Selbstmarketing und Vernetzung – muss das denn sein?

"Wenn dein Umfeld von deiner Leistung sehr positiv überrascht ist, hast du entweder außergewöhnlich gut performt oder ein schlechtes Selbstmarketing."  Dagmar Rissler

Über Sinn und Unsinn von Selbstmarketing werden zahlreiche Bücher verfasst. Die Haltung Einzelner dazu ist sehr unterschiedlich. Die einen posten alle fünf Minuten einen Beitrag auf LinkedIn oder Instagram, andere wiederum tun sich bereits schwer, bei einem Kaffee mit einem Kollegen oder einer Kollegin über eine persönliche Stärke oder einen kürzlich gemachten Erfolg zu sprechen. Und spricht dann mal eine Kollegin von ihrer „Ich-Marke“, dürfte sie mit hoher Wahrscheinlichkeit mit einem Kopfschütteln rechnen.

Die Gründerin des Unternehmens „Global Digital Woman“ Tijan Onaran schrieb das Buch mit dem Titel „Nur wer sichtbar ist, findet auch statt.“ Und mittlerweile irritiert es, wenn im digitalen Zeitalter ein Unternehmen oder eine Person nicht „gegoogelt“ werden kann.

Jedoch wird der Begriff Marketing in der Regel nicht mit dem eigenen Handeln im beruflichen Kontext in Verbindung gebracht und findet daher im professionellen Alltag, gerade auch in technischen Berufen, nicht statt.

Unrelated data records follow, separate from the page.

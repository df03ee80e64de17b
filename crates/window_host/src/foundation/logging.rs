//! Logging setup
//!
//! Every record carries the emitting thread's name, which for window code is
//! the name of its execution context.

use std::io::Write;

/// Initialize logging at `info`, unless `RUST_LOG` says otherwise
pub fn init() {
    init_with_level("info");
}

/// Initialize logging with `level` as the default filter
///
/// `RUST_LOG` still takes precedence. Calling this more than once is harmless;
/// only the first call installs a logger.
pub fn init_with_level(level: &str) {
    let env = env_logger::Env::default().default_filter_or(level);
    let installed = env_logger::Builder::from_env(env)
        .format(|buf, record| {
            let thread = std::thread::current();
            writeln!(
                buf,
                "[{} {:<5} {}] {}",
                buf.timestamp_millis(),
                record.level(),
                thread.name().unwrap_or("unnamed"),
                record.args()
            )
        })
        .try_init();

    if installed.is_err() {
        log::debug!("Logger already initialized");
    }
}

#[cfg(test)]
mod tests {
    use super::*;

    #[test]
    fn test_repeated_init_is_harmless() {
        init_with_level("debug");
        init();
        log::info!("still logging");
    }
}
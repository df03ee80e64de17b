//! Sequential cross-context broadcast
//!
//! A broadcast takes one registry snapshot and walks it as a chain of
//! messages: the hop for target N runs the action on N's own context and then
//! posts the hop for target N+1. Exactly one hop is in flight at a time, and
//! no thread ever blocks waiting for another context.
//!
//! A hop that can never run (its context already exited, or it was still
//! queued when the context shut down) is dropped; dropping it counts the
//! target as skipped and moves the chain on. Every broadcast therefore
//! completes.

use std::collections::VecDeque;
use std::sync::Arc;
use std::time::Duration;

use crossbeam_channel::{Receiver, RecvTimeoutError, Sender};
use thiserror::Error;

use crate::context::ContextHandle;
use crate::registry::WindowRegistry;

/// Something that owns an execution context a broadcast can hop onto
pub trait BroadcastTarget: Send + Sync + 'static {
    /// Mailbox of the target's own context
    fn mailbox(&self) -> &ContextHandle;
}

/// Action applied to each target, on the target's own context
pub type BroadcastAction<T> = Arc<dyn Fn(&T) + Send + Sync>;

/// Outcome of a finished broadcast
#[derive(Debug, Clone, Copy, Default, PartialEq, Eq)]
pub struct BroadcastReport {
    /// Targets the action ran on
    pub delivered: usize,
    /// Targets whose context was gone before the hop could run
    pub skipped: usize,
}

/// Broadcast errors
#[derive(Error, Debug, Clone, Copy, PartialEq, Eq)]
pub enum BroadcastError {
    /// The chain was cut short, e.g. by an action panicking
    #[error("Broadcast interrupted")]
    Interrupted,

    /// The broadcast did not finish in time
    #[error("Broadcast did not finish within {0:?}")]
    Timeout(Duration),
}

/// Completion handle of a running broadcast
#[derive(Debug)]
pub struct Broadcast {
    targets: usize,
    receiver: Receiver<BroadcastReport>,
}

impl Broadcast {
    /// Number of targets in the snapshot
    pub fn targets(&self) -> usize {
        self.targets
    }

    /// Block until every target has been visited
    pub fn wait(self) -> Result<BroadcastReport, BroadcastError> {
        self.receiver.recv().map_err(|_| BroadcastError::Interrupted)
    }

    /// Like [`Broadcast::wait`], bounded by `timeout`
    pub fn wait_timeout(self, timeout: Duration) -> Result<BroadcastReport, BroadcastError> {
        match self.receiver.recv_timeout(timeout) {
            Ok(report) => Ok(report),
            Err(RecvTimeoutError::Timeout) => Err(BroadcastError::Timeout(timeout)),
            Err(RecvTimeoutError::Disconnected) => Err(BroadcastError::Interrupted),
        }
    }
}

/// Deliver `action` to every target live in `registry` right now
///
/// Returns immediately; the first hop is posted, never run inline.
pub fn broadcast<T>(registry: &WindowRegistry<T>, action: BroadcastAction<T>) -> Broadcast
where
    T: BroadcastTarget,
{
    let targets: VecDeque<Arc<T>> = registry.snapshot().into();
    let (done, receiver) = crossbeam_channel::bounded(1);
    let count = targets.len();
    log::debug!("Broadcasting to {} window(s)", count);

    Chain {
        remaining: targets,
        action,
        report: BroadcastReport::default(),
        done,
    }
    .advance();

    Broadcast {
        targets: count,
        receiver,
    }
}

struct Chain<T> {
    remaining: VecDeque<Arc<T>>,
    action: BroadcastAction<T>,
    report: BroadcastReport,
    done: Sender<BroadcastReport>,
}

impl<T: BroadcastTarget> Chain<T> {
    fn advance(mut self) {
        let Some(target) = self.remaining.pop_front() else {
            let _ = self.done.send(self.report);
            return;
        };

        let mailbox = target.mailbox().clone();
        let mut hop = Hop {
            chain: Some(self),
            target,
        };
        // On failure the task, and the hop inside it, is dropped right here,
        // which skips this target and advances.
        let _ = mailbox.post(move || hop.run());
    }
}

/// One queued visit; owns the rest of the chain until it runs or is dropped
struct Hop<T: BroadcastTarget> {
    chain: Option<Chain<T>>,
    target: Arc<T>,
}

impl<T: BroadcastTarget> Hop<T> {
    fn run(&mut self) {
        if let Some(mut chain) = self.chain.take() {
            (chain.action)(&self.target);
            chain.report.delivered += 1;
            chain.advance();
        }
    }
}

impl<T: BroadcastTarget> Drop for Hop<T> {
    fn drop(&mut self) {
        if let Some(mut chain) = self.chain.take() {
            log::debug!("Broadcast hop to {} skipped, context is gone", self.target.mailbox().id());
            chain.report.skipped += 1;
            chain.advance();
        }
    }
}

Gleichzeitig bleiben gute Talente im Unternehmen oft im Verborgenen, weil die Fähigkeit zum Selbstmarketing, also die eigene Expertise gut zu kommunizieren, fehlt. Außerdem ist es für viele Menschen ungewohnt positiv über sich selbst zu sprechen und Selbstmarketing ist für sie negativ konnotiert.

Möchte man aber die eigene Karriereplanung selbst steuern und nicht dem Zufall oder dem Renteneintritt des Vorgesetzten überlassen, tritt Selbstmarketing auf den Plan.

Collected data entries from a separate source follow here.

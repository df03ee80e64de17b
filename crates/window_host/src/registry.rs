//! Registry of live windows
//!
//! Holds weak handles only. Whoever owns an entry keeps it alive; the registry
//! just answers "who is visible right now".

use std::fmt;
use std::sync::{Arc, Weak};

use parking_lot::Mutex;

/// Thread-safe set of weak handles to live actors
pub struct WindowRegistry<T> {
    entries: Mutex<Vec<Weak<T>>>,
}

impl<T> WindowRegistry<T> {
    /// Create an empty registry
    pub fn new() -> Self {
        Self {
            entries: Mutex::new(Vec::new()),
        }
    }

    /// Record a weak handle to `actor`
    pub fn add(&self, actor: &Arc<T>) {
        self.entries.lock().push(Arc::downgrade(actor));
    }

    /// Erase the entry referring to `actor`
    ///
    /// Removing an actor that is not registered is a lookup miss and leaves the
    /// registry untouched. Returns whether an entry was erased.
    pub fn remove(&self, actor: &Arc<T>) -> bool {
        let mut entries = self.entries.lock();
        let position = entries
            .iter()
            .position(|weak| weak.upgrade().is_some_and(|strong| Arc::ptr_eq(&strong, actor)));

        match position {
            Some(index) => {
                entries.swap_remove(index);
                true
            }
            None => false,
        }
    }

    /// Resolve every live entry into a strong handle
    ///
    /// Entries whose actor has already been dropped are pruned. The lock is
    /// released before the snapshot is handed back, so callers are free to
    /// block or hop contexts while iterating it.
    pub fn snapshot(&self) -> Vec<Arc<T>> {
        let mut entries = self.entries.lock();
        entries.retain(|weak| weak.strong_count() > 0);
        entries.iter().filter_map(Weak::upgrade).collect()
    }

    /// Whether `actor` currently has an entry
    pub fn contains(&self, actor: &Arc<T>) -> bool {
        self.entries
            .lock()
            .iter()
            .any(|weak| std::ptr::eq(weak.as_ptr(), Arc::as_ptr(actor)))
    }

    /// Number of entries that still resolve
    pub fn len(&self) -> usize {
        self.entries
            .lock()
            .iter()
            .filter(|weak| weak.strong_count() > 0)
            .count()
    }

    /// Whether no live entries remain
    pub fn is_empty(&self) -> bool {
        self.len() == 0
    }
}

impl<T> Default for WindowRegistry<T> {
    fn default() -> Self {
        Self::new()
    }
}

impl<T> fmt::Debug for WindowRegistry<T> {
    fn fmt(&self, f: &mut fmt::Formatter<'_>) -> fmt::Result {
        f.debug_struct("WindowRegistry")
            .field("live", &self.len())
            .finish()
    }
}

#[cfg(test)]
mod tests {
    use super::*;

    #[test]
    fn test_add_and_snapshot() {
        let registry = WindowRegistry::new();
        let a = Arc::new("a");
        let b = Arc::new("b");

        registry.add(&a);
        registry.add(&b);

        let snapshot = registry.snapshot();
        assert_eq!(snapshot.len(), 2);
        assert!(snapshot.iter().any(|entry| Arc::ptr_eq(entry, &a)));
        assert!(snapshot.iter().any(|entry| Arc::ptr_eq(entry, &b)));
    }

    #[test]
    fn test_remove_only_matching_entry() {
        let registry = WindowRegistry::new();
        let a = Arc::new(1);
        let b = Arc::new(1);

        registry.add(&a);
        registry.add(&b);
        assert!(registry.remove(&a));

        // Equal values, different actors.
        assert!(!registry.contains(&a));
        assert!(registry.contains(&b));
        assert_eq!(registry.len(), 1);
    }

    #[test]
    fn test_remove_absent_is_noop() {
        let registry = WindowRegistry::new();
        let a = Arc::new(());
        let stranger = Arc::new(());
        registry.add(&a);

        assert!(!registry.remove(&stranger));
        assert!(registry.remove(&a));
        assert!(!registry.remove(&a));
        assert!(registry.is_empty());
    }

    #[test]
    fn test_snapshot_skips_dropped_actors() {
        let registry = WindowRegistry::new();
        let kept = Arc::new(String::from("kept"));
        let dropped = Arc::new(String::from("dropped"));

        registry.add(&kept);
        registry.add(&dropped);
        drop(dropped);

        let snapshot = registry.snapshot();
        assert_eq!(snapshot.len(), 1);
        assert_eq!(snapshot[0].as_str(), "kept");
        assert_eq!(registry.len(), 1);
    }

    #[test]
    fn test_snapshot_prunes_abandoned_entries() {
        let registry = WindowRegistry::new();
        let kept = Arc::new(1);
        for _ in 0..3 {
            // Never removed, as when an actor's context dies mid-flight.
            let abandoned = Arc::new(0);
            registry.add(&abandoned);
        }
        registry.add(&kept);
        assert_eq!(registry.entries.lock().len(), 4);

        assert_eq!(registry.snapshot().len(), 1);
        assert_eq!(registry.entries.lock().len(), 1);
        assert!(registry.contains(&kept));
    }

    #[test]
    fn test_concurrent_add_remove() {
        let registry = Arc::new(WindowRegistry::new());

        let workers: Vec<_> = (0..4)
            .map(|_| {
                let registry = Arc::clone(&registry);
                std::thread::spawn(move || {
                    for i in 0..250 {
                        let actor = Arc::new(i);
                        registry.add(&actor);
                        assert!(registry.contains(&actor));
                        assert!(registry.remove(&actor));
                    }
                })
            })
            .collect();

        for worker in workers {
            worker.join().unwrap();
        }
        assert!(registry.is_empty());
        assert!(registry.snapshot().is_empty());
    }
}
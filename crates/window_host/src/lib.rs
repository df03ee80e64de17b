//! # Window Host
//!
//! Hosts any number of top-level windows in one process, each on its own
//! single-threaded execution context, and keeps the process alive exactly as
//! long as at least one window is.
//!
//! ## Features
//!
//! - **Per-window contexts**: every window's state is touched only by tasks
//!   on its own thread
//! - **Self-owned windows**: a window keeps itself alive as its context's
//!   resident and releases itself when its shutdown completes
//! - **Live-window registry**: weak, process-wide, snapshot on demand
//! - **Cross-window broadcast**: one action visits every live window on that
//!   window's own context, one at a time, never blocking a caller
//! - **Exit gate**: the entry point returns when the last window is gone
//!
//! ## Quick Start
//!
//! ```rust,no_run
//! use window_host::prelude::*;
//!
//! fn main() -> Result<(), Box<dyn std::error::Error>> {
//!     let config = HostConfig::load_or_default("multi_window.toml")?;
//!     window_host::foundation::logging::init_with_level(&config.logging.level);
//!
//!     let desktop = HeadlessDesktop::new();
//!     let host = WindowHost::headless(config, &desktop);
//!     let report = host.run(ShowHint::Normal)?;
//!     println!("{} window(s) shown", report.windows_shown);
//!     Ok(())
//! }
//! ```

#![warn(missing_docs)]
#![warn(clippy::all, clippy::pedantic, clippy::nursery)]
#![allow(clippy::module_name_repetitions, clippy::similar_names, clippy::too_many_arguments)]

pub mod actor;
pub mod broadcast;
pub mod config;
pub mod context;
pub mod foundation;
pub mod gate;
pub mod host;
pub mod platform;
pub mod registry;

pub use host::{HostError, HostReport, HostServices, WindowHost};

/// Common imports for host users
pub mod prelude {
    pub use crate::{
        actor::{ActorError, ActorId, ActorState, WindowActor},
        broadcast::{Broadcast, BroadcastReport},
        config::{Config, HostConfig},
        context::{ContextHandle, ExecutionContextFactory},
        gate::ReferenceGate,
        platform::{
            Content, ContentFactory, HeadlessDesktop, NativeWindow, ShowHint, WindowId,
            WindowSystem,
        },
        registry::WindowRegistry,
        HostError, HostReport, HostServices, WindowHost,
    };
}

Und dafür kommt es, neben der fachlichen Expertise, auch darauf an, die eigenen Leistungen und Fähigkeiten gut zu kommunizieren und sich intern und extern professionell aufzustellen. Doch was heißt das konkret?

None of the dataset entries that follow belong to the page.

// This Source Code Form is subject to the terms of the Mozilla Public
// License, v. 2.0. If a copy of the MPL was not distributed with this
// file, You can obtain one at https://mozilla.org/MPL/2.0/.

//! Geometry utilities over surface transforms and bounding boxes
//!
//! Transforms follow the usual column convention: columns 0-2 hold the
//! local x/y/z axes in world space and column 3 holds the translation.

use nalgebra::Matrix4;

use crate::capture::Confidence;
use crate::types::{Dimensions3D, Orientation3D, Position3D};

/// Sign pattern of the eight box corners, back face (-z) first, then front
/// face (+z); each face runs bottom-left, bottom-right, top-right, top-left.
const CORNER_SIGNS: [(f64, f64, f64); 8] = [
    (-1.0, -1.0, -1.0),
    (1.0, -1.0, -1.0),
    (1.0, 1.0, -1.0),
    (-1.0, 1.0, -1.0),
    (-1.0, -1.0, 1.0),
    (1.0, -1.0, 1.0),
    (1.0, 1.0, 1.0),
    (-1.0, 1.0, 1.0),
];

/// World position of a surface: the translation column of its transform
#[inline]
pub fn extract_position(transform: &Matrix4<f64>) -> Position3D {
    Position3D::new(transform[(0, 3)], transform[(1, 3)], transform[(2, 3)])
}

/// Orientation basis of a surface: the first three columns of its transform
pub fn extract_orientation(transform: &Matrix4<f64>) -> Orientation3D {
    let column = |c: usize| {
        Position3D::new(transform[(0, c)], transform[(1, c)], transform[(2, c)])
    };

    Orientation3D {
        right_vector: column(0),
        up_vector: column(1),
        forward_vector: column(2),
    }
}

/// The eight world-space vertices of an oriented bounding box
pub fn calculate_corners(
    position: &Position3D,
    dimensions: &Dimensions3D,
    orientation: &Orientation3D,
) -> [Position3D; 8] {
    let half = dimensions.half_extents();

    CORNER_SIGNS.map(|(sx, sy, sz)| {
        let local = Position3D::new(sx * half.x, sy * half.y, sz * half.z);
        *position + orientation.rotate(&local)
    })
}

/// Euclidean distance between two world points
#[inline]
pub fn distance(a: &Position3D, b: &Position3D) -> f64 {
    a.distance_to(b)
}

/// Map a qualitative confidence level to a score in [0, 1]
#[inline]
pub fn confidence_to_score(confidence: Confidence) -> f64 {
    confidence.score()
}
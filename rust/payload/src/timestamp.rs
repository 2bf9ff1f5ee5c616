// This Source Code Form is subject to the terms of the Mozilla Public
// License, v. 2.0. If a copy of the MPL was not distributed with this
// file, You can obtain one at https://mozilla.org/MPL/2.0/.

//! RFC 3339 helpers for string-typed timestamps

use time::format_description::well_known::Rfc3339;
use time::OffsetDateTime;

use crate::error::{Error, Result};

/// Format with whole-second precision, e.g. `2024-05-01T12:30:45Z`
pub fn format_timestamp(value: OffsetDateTime) -> Result<String> {
    value
        .replace_nanosecond(0)
        .map_err(|e| Error::Timestamp(e.to_string()))?
        .format(&Rfc3339)
        .map_err(|e| Error::Timestamp(e.to_string()))
}

/// Parse an RFC 3339 string; fractional seconds are optional
pub fn parse_timestamp(value: &str) -> Result<OffsetDateTime> {
    OffsetDateTime::parse(value, &Rfc3339).map_err(|e| Error::Timestamp(format!("{value}: {e}")))
}

/// Current time, formatted for the wire
pub fn now_timestamp() -> Result<String> {
    format_timestamp(OffsetDateTime::now_utc())
}
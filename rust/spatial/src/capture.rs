// This Source Code Form is subject to the terms of the Mozilla Public
// License, v. 2.0. If a copy of the MPL was not distributed with this
// file, You can obtain one at https://mozilla.org/MPL/2.0/.

//! Raw room-capture input.
//!
//! A capture is the immutable snapshot handed over when a scanning session
//! completes: oriented boxes for walls, doors, windows and openings, plus
//! optional semantic room sections (newer capture formats only).

use std::fmt;

use nalgebra::{Isometry3, Matrix4, Vector3};
use serde::{Deserialize, Serialize};
use uuid::Uuid;

use crate::error::Result;
use crate::types::{Dimensions3D, Position3D};

/// Opaque, stable identifier of a captured surface.
///
/// Ordering is used to break ties deterministically.
#[derive(Debug, Clone, Copy, PartialEq, Eq, Hash, PartialOrd, Ord, Serialize, Deserialize)]
#[serde(transparent)]
pub struct SurfaceId(pub Uuid);

impl SurfaceId {
    pub fn new_v4() -> Self {
        Self(Uuid::new_v4())
    }

    pub fn from_u128(value: u128) -> Self {
        Self(Uuid::from_u128(value))
    }
}

impl fmt::Display for SurfaceId {
    fn fmt(&self, f: &mut fmt::Formatter<'_>) -> fmt::Result {
        write!(f, "{}", self.0.hyphenated())
    }
}

impl From<Uuid> for SurfaceId {
    fn from(uuid: Uuid) -> Self {
        Self(uuid)
    }
}

/// Qualitative confidence reported by the scanner
#[derive(Debug, Clone, Copy, Default, PartialEq, Eq, Serialize, Deserialize)]
#[serde(rename_all = "lowercase")]
pub enum Confidence {
    High,
    Medium,
    Low,
    #[default]
    #[serde(other)]
    Unknown,
}

impl Confidence {
    /// Numeric score in [0, 1]; unknown levels score 0.0
    pub fn score(self) -> f64 {
        match self {
            Confidence::High => 1.0,
            Confidence::Medium => 0.5,
            Confidence::Low => 0.1,
            Confidence::Unknown => 0.0,
        }
    }
}

/// One captured surface (wall, door, window or opening) as an oriented box
#[derive(Debug, Clone, Serialize, Deserialize)]
pub struct CapturedSurface {
    pub identifier: SurfaceId,
    /// Local-to-world transform (column-major when serialized)
    pub transform: Matrix4<f64>,
    /// Local bounding box extents
    pub dimensions: Dimensions3D,
    #[serde(default)]
    pub confidence: Confidence,
}

impl CapturedSurface {
    pub fn new(
        identifier: SurfaceId,
        transform: Matrix4<f64>,
        dimensions: Dimensions3D,
        confidence: Confidence,
    ) -> Self {
        Self {
            identifier,
            transform,
            dimensions,
            confidence,
        }
    }

    /// Axis-aligned surface centred at `position`
    pub fn axis_aligned(identifier: SurfaceId, position: Position3D, dimensions: Dimensions3D) -> Self {
        Self::with_yaw(identifier, position, 0.0, dimensions)
    }

    /// Surface centred at `position`, rotated by `yaw` radians about world +Y
    pub fn with_yaw(
        identifier: SurfaceId,
        position: Position3D,
        yaw: f64,
        dimensions: Dimensions3D,
    ) -> Self {
        let iso = Isometry3::new(position.to_vector(), Vector3::y() * yaw);
        Self::new(identifier, iso.to_homogeneous(), dimensions, Confidence::High)
    }
}

/// Semantic label attached to a captured room section
#[derive(Debug, Clone, Copy, PartialEq, Eq, Serialize, Deserialize)]
#[serde(rename_all = "camelCase")]
pub enum SectionLabel {
    Bedroom,
    Kitchen,
    Bathroom,
    #[serde(alias = "dining_room")]
    DiningRoom,
    #[serde(alias = "living_room")]
    LivingRoom,
    #[serde(other)]
    Unidentified,
}

/// A labelled region of the capture
#[derive(Debug, Clone, Serialize, Deserialize)]
pub struct RoomSection {
    pub label: SectionLabel,
    #[serde(default, skip_serializing_if = "Option::is_none")]
    pub center: Option<Position3D>,
}

impl RoomSection {
    pub fn new(label: SectionLabel) -> Self {
        Self {
            label,
            center: None,
        }
    }
}

/// Complete capture result for one scanning session
#[derive(Debug, Clone, Default, Serialize, Deserialize)]
pub struct CapturedRoom {
    #[serde(default)]
    pub walls: Vec<CapturedSurface>,
    #[serde(default)]
    pub doors: Vec<CapturedSurface>,
    #[serde(default)]
    pub windows: Vec<CapturedSurface>,
    #[serde(default)]
    pub openings: Vec<CapturedSurface>,
    /// Section labels; `None` for capture formats that predate them
    #[serde(default, skip_serializing_if = "Option::is_none")]
    pub sections: Option<Vec<RoomSection>>,
}

impl CapturedRoom {
    /// A capture with no surfaces (scan stopped before anything was found)
    pub fn empty() -> Self {
        Self::default()
    }

    /// Parse a capture from its JSON form
    pub fn from_json(json: &str) -> Result<Self> {
        Ok(serde_json::from_str(json)?)
    }

    /// Serialize the capture to pretty JSON
    pub fn to_json(&self) -> Result<String> {
        Ok(serde_json::to_string_pretty(self)?)
    }

    pub fn surface_count(&self) -> usize {
        self.walls.len() + self.doors.len() + self.windows.len() + self.openings.len()
    }
}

Kurz zusammengefasst geht es beim Selbstmarketing um ein gutes Bewusstsein für die Karriere-Ziele, eine Klarheit für die eigenen Stärken und Fähigkeiten und das Erreichen von mehr Sichtbarkeit innerhalb des eigenen Teams, gegenüber dem Mitarbeitendenkreis oder der Kundschaft.

Die Sichtbarkeit kann durch „Markenzeichen“ wie beispielsweise ein besonderer Kleidungsstil, ein Motto, spezielle Farben oder ein auffälliges Profilbild erhöht werden. Auch das Erstellen von Beiträgen im Intranet oder sozialen Medien oder die Mitarbeit in übergreifenden Themen (Digitalisierung, Diversity etc.) kann – sofern darüber berichtet und nicht im Verborgenen gearbeitet wird – die eigene Sichtbarkeit bei den Kolleg*innen erhöhen und den Expert*innen-Status festigen.

Das eigene Potenzial wird noch besser entfaltet, indem man „drüber redet“ und „gesehen wird“.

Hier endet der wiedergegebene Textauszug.